95th ESA Annual Meeting (August 1 -- 6, 2010)

OOS 39-10 - Integrating remotely sensed data and ecological models to assess species' extinction risks under climate change

Thursday, August 5, 2010: 11:10 AM
306-307, David L Lawrence Convention Center
Richard Pearson1, H. Resit Akcakaya2, Jessica C. Stanton2, Ned Horning3, Christopher J. Raxworthy4, Peter J. Ersts3 and Jeffrey Silverman3, (1)Center for Biodiversity and Conservation, and Department of Herpetology, American Museum of Natural History, New York, NY, (2)Ecology & Evolution, Stony Brook University, Stony Brook, NY, (3)Center for Biodiversity and Conservation, American Museum of Natural History, New York, NY, (4)Department of Herpetology, American Museum of Natural History, New York, NY
Background/Question/Methods

Climate change is rarely considered when implementing conservation measures to address species-level threats. When it is considered, the methods usually focus only on climatic variables, ignoring the interactions of climate with land-use, species life history and demography, and the spatial structure of its habitat (including the degree of fragmentation). We are working to address this shortcoming by developing a modeling framework that links remotely sensed environmental data with in situ biological data sets and global climate model predictions.

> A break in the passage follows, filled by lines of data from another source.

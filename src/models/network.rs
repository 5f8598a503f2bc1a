//! # Bayesian Networks
//!
//! Discrete Bayesian networks with one conditional probability table per
//! node. Nodes must be added in an order where parents precede children.
//!
//! ## Example
//!
//! ```
//! use wmcnf::models::BayesNet;
//!
//! let mut net = BayesNet::new("ab");
//! let a = net.add_node("A", ["a0", "a1"], &[]).unwrap();
//! let b = net.add_node("B", ["b0", "b1"], &["A"]).unwrap();
//! net.set_table(a, &[0.3, 0.7]).unwrap();
//! // rows are parent assignments, columns are states of the node
//! net.set_table(b, &[0.9, 0.1, 0.2, 0.8]).unwrap();
//! net.observe("A", "a0");
//! net.add_query("B", "b0");
//! assert_eq!(net.len(), 2);
//! ```

use crate::utils;

use super::ModelError;

/// Reference to a node of a [`BayesNet`]
#[derive(Clone, Copy, PartialEq, Eq, PartialOrd, Ord, Hash, Debug)]
#[cfg_attr(feature = "serde", derive(serde::Serialize, serde::Deserialize))]
pub struct NodeId(usize);

impl NodeId {
    /// Gets the position of the node in the network
    #[must_use]
    pub fn idx(self) -> usize {
        self.0
    }
}

/// A conditional probability table. Entries are stored row by row, one row
/// per parent assignment with the last parent varying fastest, and one
/// column per state of the node.
#[derive(Clone, PartialEq, Debug)]
#[cfg_attr(feature = "serde", derive(serde::Serialize, serde::Deserialize))]
pub struct Cpd {
    n_states: usize,
    parent_radices: Vec<usize>,
    probs: Vec<Option<f64>>,
}

impl Cpd {
    fn new(n_states: usize, parent_radices: Vec<usize>) -> Self {
        let n_rows: usize = parent_radices.iter().product();
        Self {
            n_states,
            parent_radices,
            probs: vec![None; n_rows * n_states],
        }
    }

    /// Gets the number of parent assignments
    #[must_use]
    pub fn n_rows(&self) -> usize {
        self.parent_radices.iter().product()
    }

    /// Gets the number of states of each parent
    #[must_use]
    pub fn parent_radices(&self) -> &[usize] {
        &self.parent_radices
    }

    /// Gets the distribution over the node's states given a parent
    /// assignment. Missing entries are `None`.
    ///
    /// # Panics
    ///
    /// If the parent assignment is out of range.
    #[must_use]
    pub fn row(&self, parents: &[usize]) -> &[Option<f64>] {
        let start = utils::assignment_index(&self.parent_radices, parents) * self.n_states;
        &self.probs[start..start + self.n_states]
    }

    /// Gets the probability of a state given a parent assignment
    ///
    /// # Panics
    ///
    /// If the state or the parent assignment is out of range.
    #[must_use]
    pub fn prob(&self, state: usize, parents: &[usize]) -> Option<f64> {
        self.row(parents)[state]
    }

    fn set(&mut self, state: usize, parents: &[usize], prob: f64) {
        let idx = utils::assignment_index(&self.parent_radices, parents) * self.n_states + state;
        self.probs[idx] = Some(prob);
    }
}

/// A random variable of a Bayesian network
#[derive(Clone, PartialEq, Debug)]
#[cfg_attr(feature = "serde", derive(serde::Serialize, serde::Deserialize))]
pub struct Node {
    name: String,
    states: Vec<String>,
    parents: Vec<NodeId>,
    cpd: Cpd,
}

impl Node {
    /// Gets the name of the node
    #[must_use]
    pub fn name(&self) -> &str {
        &self.name
    }

    /// Gets the ordered state names
    #[must_use]
    pub fn states(&self) -> &[String] {
        &self.states
    }

    /// Gets the number of states
    #[must_use]
    pub fn n_states(&self) -> usize {
        self.states.len()
    }

    /// Gets the position of a state
    #[must_use]
    pub fn state_idx(&self, state: &str) -> Option<usize> {
        self.states.iter().position(|s| s == state)
    }

    /// Gets the ordered parents
    #[must_use]
    pub fn parents(&self) -> &[NodeId] {
        &self.parents
    }

    /// Gets the conditional probability table
    #[must_use]
    pub fn cpd(&self) -> &Cpd {
        &self.cpd
    }
}

/// A discrete Bayesian network together with evidence and queries
///
/// Deserialized networks are checked for the same structural invariants
/// the builder maintains.
#[derive(Clone, PartialEq, Debug, Default)]
#[cfg_attr(
    feature = "serde",
    derive(serde::Serialize, serde::Deserialize),
    serde(try_from = "RawBayesNet")
)]
pub struct BayesNet {
    name: String,
    nodes: Vec<Node>,
    evidence: Vec<(String, String)>,
    queries: Vec<(String, String)>,
}

impl BayesNet {
    /// Creates an empty network
    #[must_use]
    pub fn new<S: Into<String>>(name: S) -> Self {
        Self {
            name: name.into(),
            ..Default::default()
        }
    }

    /// Gets the name of the network
    #[must_use]
    pub fn name(&self) -> &str {
        &self.name
    }

    /// Adds a node with an empty table. Parents are referenced by name and
    /// must already be part of the network. Node names are not checked for
    /// uniqueness here; a duplicate is reported when the network is encoded.
    ///
    /// # Errors
    ///
    /// [`ModelError::NoStates`], [`ModelError::DuplicateState`] or
    /// [`ModelError::UnknownParent`].
    pub fn add_node<N, I, S>(
        &mut self,
        name: N,
        states: I,
        parents: &[&str],
    ) -> Result<NodeId, ModelError>
    where
        N: Into<String>,
        I: IntoIterator<Item = S>,
        S: Into<String>,
    {
        let name = name.into();
        let states: Vec<String> = states.into_iter().map(Into::into).collect();
        check_states(&name, &states)?;
        let parents = parents
            .iter()
            .map(|&parent| {
                self.find(parent).ok_or_else(|| ModelError::UnknownParent {
                    node: name.clone(),
                    parent: parent.to_string(),
                })
            })
            .collect::<Result<Vec<_>, _>>()?;
        let radices = parents
            .iter()
            .map(|p| self.nodes[p.0].n_states())
            .collect();
        let cpd = Cpd::new(states.len(), radices);
        self.nodes.push(Node {
            name,
            states,
            parents,
            cpd,
        });
        Ok(NodeId(self.nodes.len() - 1))
    }

    /// Sets the full table of a node. The entries are given row by row, one
    /// row per parent assignment (last parent varying fastest) listing the
    /// probabilities of the node's states in order.
    ///
    /// # Errors
    ///
    /// [`ModelError::UnknownNode`] or [`ModelError::WrongLength`].
    pub fn set_table(&mut self, node: NodeId, table: &[f64]) -> Result<(), ModelError> {
        let node = self
            .nodes
            .get_mut(node.0)
            .ok_or(ModelError::UnknownNode(node.0))?;
        if table.len() != node.cpd.probs.len() {
            return Err(ModelError::WrongLength {
                node: node.name.clone(),
                expected: node.cpd.probs.len(),
                found: table.len(),
            });
        }
        node.cpd.probs = table.iter().copied().map(Some).collect();
        Ok(())
    }

    /// Sets a single table entry `P(node = state | parents = parent_states)`
    ///
    /// # Errors
    ///
    /// [`ModelError::UnknownNode`], [`ModelError::WrongLength`] if the
    /// number of parent states does not match, or [`ModelError::UnknownState`].
    pub fn set_prob(
        &mut self,
        node: NodeId,
        state: &str,
        parent_states: &[&str],
        prob: f64,
    ) -> Result<(), ModelError> {
        let target = self.nodes.get(node.0).ok_or(ModelError::UnknownNode(node.0))?;
        if parent_states.len() != target.parents.len() {
            return Err(ModelError::WrongLength {
                node: target.name.clone(),
                expected: target.parents.len(),
                found: parent_states.len(),
            });
        }
        let state_idx = target
            .state_idx(state)
            .ok_or_else(|| ModelError::UnknownState {
                node: target.name.clone(),
                state: state.to_string(),
            })?;
        let assignment = target
            .parents
            .iter()
            .zip(parent_states)
            .map(|(&parent, &pstate)| {
                let parent = &self.nodes[parent.0];
                parent
                    .state_idx(pstate)
                    .ok_or_else(|| ModelError::UnknownState {
                        node: parent.name.clone(),
                        state: pstate.to_string(),
                    })
            })
            .collect::<Result<Vec<_>, _>>()?;
        self.nodes[node.0].cpd.set(state_idx, &assignment, prob);
        Ok(())
    }

    /// Declares that a node was observed in a state. Names are resolved when
    /// the network is encoded.
    pub fn observe<N: Into<String>, S: Into<String>>(&mut self, node: N, state: S) {
        self.evidence.push((node.into(), state.into()));
    }

    /// Declares a query for the marginal of a node being in a state. Names
    /// are resolved when the network is encoded.
    pub fn add_query<N: Into<String>, S: Into<String>>(&mut self, node: N, state: S) {
        self.queries.push((node.into(), state.into()));
    }

    /// Gets the observed node states
    #[must_use]
    pub fn evidence(&self) -> &[(String, String)] {
        &self.evidence
    }

    /// Gets the queried node states
    #[must_use]
    pub fn queries(&self) -> &[(String, String)] {
        &self.queries
    }

    /// Gets the nodes in insertion order
    #[must_use]
    pub fn nodes(&self) -> &[Node] {
        &self.nodes
    }

    /// Gets a node
    #[must_use]
    pub fn node(&self, id: NodeId) -> Option<&Node> {
        self.nodes.get(id.0)
    }

    /// Finds the first node with the given name
    #[must_use]
    pub fn find(&self, name: &str) -> Option<NodeId> {
        self.nodes.iter().position(|n| n.name == name).map(NodeId)
    }

    /// Gets the number of nodes
    #[must_use]
    pub fn len(&self) -> usize {
        self.nodes.len()
    }

    /// Checks if the network has no nodes
    #[must_use]
    pub fn is_empty(&self) -> bool {
        self.nodes.is_empty()
    }
}

fn check_states(node: &str, states: &[String]) -> Result<(), ModelError> {
    if states.is_empty() {
        return Err(ModelError::NoStates(node.to_string()));
    }
    for (idx, state) in states.iter().enumerate() {
        if states[..idx].contains(state) {
            return Err(ModelError::DuplicateState {
                node: node.to_string(),
                state: state.clone(),
            });
        }
    }
    Ok(())
}

/// Checks that a node's table matches its states and parents. Parents must
/// precede the node.
#[cfg(feature = "serde")]
fn check_node(nodes: &[Node], idx: usize) -> Result<(), ModelError> {
    let node = &nodes[idx];
    check_states(&node.name, &node.states)?;
    let wrong_length = |expected, found| ModelError::WrongLength {
        node: node.name.clone(),
        expected,
        found,
    };
    let cpd = &node.cpd;
    if cpd.n_states != node.n_states() {
        return Err(wrong_length(node.n_states(), cpd.n_states));
    }
    if cpd.parent_radices.len() != node.parents.len() {
        return Err(wrong_length(node.parents.len(), cpd.parent_radices.len()));
    }
    for (parent, &radix) in node.parents.iter().zip(&cpd.parent_radices) {
        if parent.0 >= idx {
            return Err(ModelError::UnknownNode(parent.0));
        }
        let n_states = nodes[parent.0].n_states();
        if radix != n_states {
            return Err(wrong_length(n_states, radix));
        }
    }
    let expected = cpd.n_rows() * cpd.n_states;
    if cpd.probs.len() != expected {
        return Err(wrong_length(expected, cpd.probs.len()));
    }
    Ok(())
}

#[cfg(feature = "serde")]
#[derive(serde::Deserialize)]
struct RawBayesNet {
    name: String,
    nodes: Vec<Node>,
    evidence: Vec<(String, String)>,
    queries: Vec<(String, String)>,
}

#[cfg(feature = "serde")]
impl TryFrom<RawBayesNet> for BayesNet {
    type Error = ModelError;

    fn try_from(raw: RawBayesNet) -> Result<Self, Self::Error> {
        for idx in 0..raw.nodes.len() {
            check_node(&raw.nodes, idx)?;
        }
        Ok(BayesNet {
            name: raw.name,
            nodes: raw.nodes,
            evidence: raw.evidence,
            queries: raw.queries,
        })
    }
}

We are coupling habitat suitability models (including the Maximum Entropy method, Maxent) with metapopulation simulations (implemented in RAMAS software). These models link products derived from remotely sensed data (e.g., land cover classifications, NDVI) with biodiversity data from natural history collections and biodiversity surveys, and future climate scenarios generated for the Intergovernmental Panel on Climate Change (IPCC).

Results/Conclusions

Our linked modeling approach enables extinction risks under climate change to be assessed based on both landscape and demographic properties, therefore providing more robust assessments, subject to fewer uncertainties, than when applying habitat suitability models alone. A central thesis of our approach is that effective assessments of extinction risks from climate change should make use of remotely sensing data that describes land cover and vegetation characteristics. This is especially crucial in regions where anthropogenic impact causes available habitat to be highly fragmented. Remote sensing therefore provides a crucial, and yet under-exploited, resource for incorporating habitat fragmentation into climate change assessments. By applying this approach within the context of the IUCN Red List criteria, our study will utilize remote sensing data alongside biodiversity data from natural history collections to inform conservation policy and resource management.